La frontière vivante qui sépare le « dedans » du « dehors » — et décide qui passe.
⭐ La membrane cellulaire (ou membrane plasmique) est la frontière qui définit la cellule. Elle est faite d’une bicouche de phospholipides : des molécules à tête hydrophile (aimant l’eau) tournée vers l’extérieur et queues hydrophobes (fuyant l’eau) au centre. Cette architecture, décrite par le modèle de la mosaïque fluide (Singer et Nicolson, 1972), n’est pas un mur figé mais un film fluide parsemé de protéines mobiles, de cholestérol et de sucres.

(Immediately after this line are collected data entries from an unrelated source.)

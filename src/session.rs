// ============================================================================
// Session: the application context the event loop drives
// ============================================================================
//
// Owns everything that lives for the whole run: the immutable configuration,
// the image list, the interaction controller (and through it the active
// selection), the exporter and the decoded pixels of the current image.
// The GUI holds exactly one `Session` and feeds it `InputEvent`s in order.

use std::collections::HashMap;

use image::DynamicImage;

use crate::cli::Config;
use crate::controller::{Action, InputEvent, InteractionController, Outcome};
use crate::error::{ConfigError, ExportError, LoadError, SessionError};
use crate::export::Exporter;
use crate::geometry::ImageBounds;
use crate::io;
use crate::navigator::{ImageNavigator, ImageRef};
use crate::selection::SelectionSet;

/// Result of one handled event.
#[derive(Debug, Clone, Copy, PartialEq, Eq)]
pub enum Response {
    /// Pointer/click handled by the controller.
    Edit(Outcome),
    /// Patches written for the current image.
    Saved(usize),
    /// A different image is now current.
    ImageChanged,
    /// Navigation hit the first/last image; nothing changed.
    StayedPut,
    Quit,
}

impl Response {
    pub fn is_quit(&self) -> bool {
        matches!(self, Response::Quit)
    }
}

pub struct Session {
    config: Config,
    navigator: ImageNavigator,
    controller: InteractionController,
    exporter: Exporter,
    pixels: Option<DynamicImage>,
    /// Bumped whenever `pixels` is replaced, so views know to re-upload.
    generation: u64,
}

impl Session {
    /// Scan the images directory and set up the first image (not decoded
    /// yet; call [`Session::load_current`]).
    pub fn open(config: Config) -> Result<Self, ConfigError> {
        let images = io::discover_images(&config.images_path)?;
        warn_on_shared_stems(&images);
        crate::log_info!(
            "Found {} image(s) in {}",
            images.len(),
            config.images_path.display()
        );

        let navigator = ImageNavigator::new(images)
            .ok_or_else(|| ConfigError::NoImages(config.images_path.clone()))?;
        let controller = InteractionController::new(config.patch_size, navigator.current().bounds());
        let exporter = Exporter::new(&config.output_path, config.format, config.quality);

        Ok(Self {
            config,
            navigator,
            controller,
            exporter,
            pixels: None,
            generation: 0,
        })
    }

    pub fn config(&self) -> &Config {
        &self.config
    }

    pub fn navigator(&self) -> &ImageNavigator {
        &self.navigator
    }

    pub fn controller(&self) -> &InteractionController {
        &self.controller
    }

    pub fn current_image(&self) -> &ImageRef {
        self.navigator.current()
    }

    pub fn selection(&self) -> &SelectionSet {
        self.controller.selection()
    }

    pub fn pixels(&self) -> Option<&DynamicImage> {
        self.pixels.as_ref()
    }

    pub fn generation(&self) -> u64 {
        self.generation
    }

    /// Decode the current image. On failure the image stays listed but
    /// cannot be edited usefully or saved until it decodes.
    pub fn load_current(&mut self) -> Result<(), LoadError> {
        self.generation += 1;
        let image = self.navigator.current();
        crate::log_info!(
            "Displaying image {} ({})",
            image.path.display(),
            self.navigator.position_label()
        );

        match io::load_image(&image.path) {
            Ok(pixels) => {
                // The decoded size wins over the header size if they disagree.
                let bounds = ImageBounds::new(pixels.width(), pixels.height());
                self.controller.reset(bounds);
                self.pixels = Some(pixels);
                Ok(())
            }
            Err(e) => {
                self.controller.reset(image.bounds());
                self.pixels = None;
                crate::log_err!("{}", e);
                Err(e)
            }
        }
    }

    /// Process one input event. Errors are runtime failures (export or
    /// decode) that the caller reports before carrying on.
    pub fn handle(&mut self, event: InputEvent) -> Result<Response, SessionError> {
        match self.controller.handle(event) {
            Outcome::Action(action) => self.perform(action),
            outcome => {
                log_outcome(&outcome);
                Ok(Response::Edit(outcome))
            }
        }
    }

    fn perform(&mut self, action: Action) -> Result<Response, SessionError> {
        match action {
            Action::Save => Ok(Response::Saved(self.save()?)),
            Action::Next => self.navigate(ImageNavigator::advance),
            Action::Previous => self.navigate(ImageNavigator::retreat),
            Action::Quit => {
                if !self.selection().is_empty() {
                    crate::log_info!(
                        "Quitting with {} unsaved patch(es) on {}",
                        self.selection().len(),
                        self.current_image().file_name()
                    );
                }
                Ok(Response::Quit)
            }
        }
    }

    fn save(&self) -> Result<usize, ExportError> {
        let image = self.navigator.current();
        let pixels = self
            .pixels
            .as_ref()
            .ok_or_else(|| ExportError::NotLoaded(image.path.clone()))?;

        match self.exporter.save(image, pixels, self.controller.selection()) {
            Ok(count) => {
                crate::log_info!("Patches saved for {}: {}", image.file_name(), count);
                Ok(count)
            }
            Err(e) => {
                crate::log_err!("Save failed for {}: {}", image.file_name(), e);
                Err(e)
            }
        }
    }

    fn navigate(&mut self, step: fn(&mut ImageNavigator) -> bool) -> Result<Response, SessionError> {
        if !step(&mut self.navigator) {
            return Ok(Response::StayedPut);
        }
        let dropped = self.selection().len();
        if dropped > 0 {
            crate::log_info!("Discarding {} unsaved patch(es)", dropped);
        }
        self.load_current()?;
        Ok(Response::ImageChanged)
    }
}

fn log_outcome(outcome: &Outcome) {
    match outcome {
        Outcome::Added(r) => {
            crate::log_info!("Added patch at ({}, {})", r.x, r.y);
        }
        Outcome::Removed(r) => {
            crate::log_info!("Removed patch at ({}, {})", r.x, r.y);
        }
        _ => {}
    }
}

/// Patches are named after the source stem, so `a.jpg` and `a.png` would
/// write over each other's patches.
fn warn_on_shared_stems(images: &[ImageRef]) {
    let mut seen: HashMap<String, &ImageRef> = HashMap::new();
    for image in images {
        if let Some(first) = seen.insert(image.stem(), image) {
            crate::log_warn!(
                "{} and {} share the name '{}'; their patches will overwrite each other",
                first.file_name(),
                image.file_name(),
                image.stem()
            );
        }
    }
}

🔑 Le point clé. (1) La membrane est semi-perméable (ou sélective) : elle laisse passer librement l’eau et de petites molécules, mais contrôle le reste. (2) Les échanges se font par diffusion, osmose (l’eau), ou via des canaux et pompes protéiques qui, eux, coûtent de l’énergie (transport actif). (3) Elle porte aussi des récepteurs captant les signaux (hormones, neurotransmetteurs).
⚠️ Esprit critique. (1) Sans cette barrière sélective, pas de « soi » cellulaire : la vie exige de maintenir un intérieur différent de l’extérieur (homéostasie). 🔑 (2) La membrane n’isole pas, elle communique : c’est une interface de dialogue permanent avec le milieu, pas une simple enveloppe. (3) Beaucoup de virus et de toxines agissent en détournant ses récepteurs. (Cf. La Cellule.)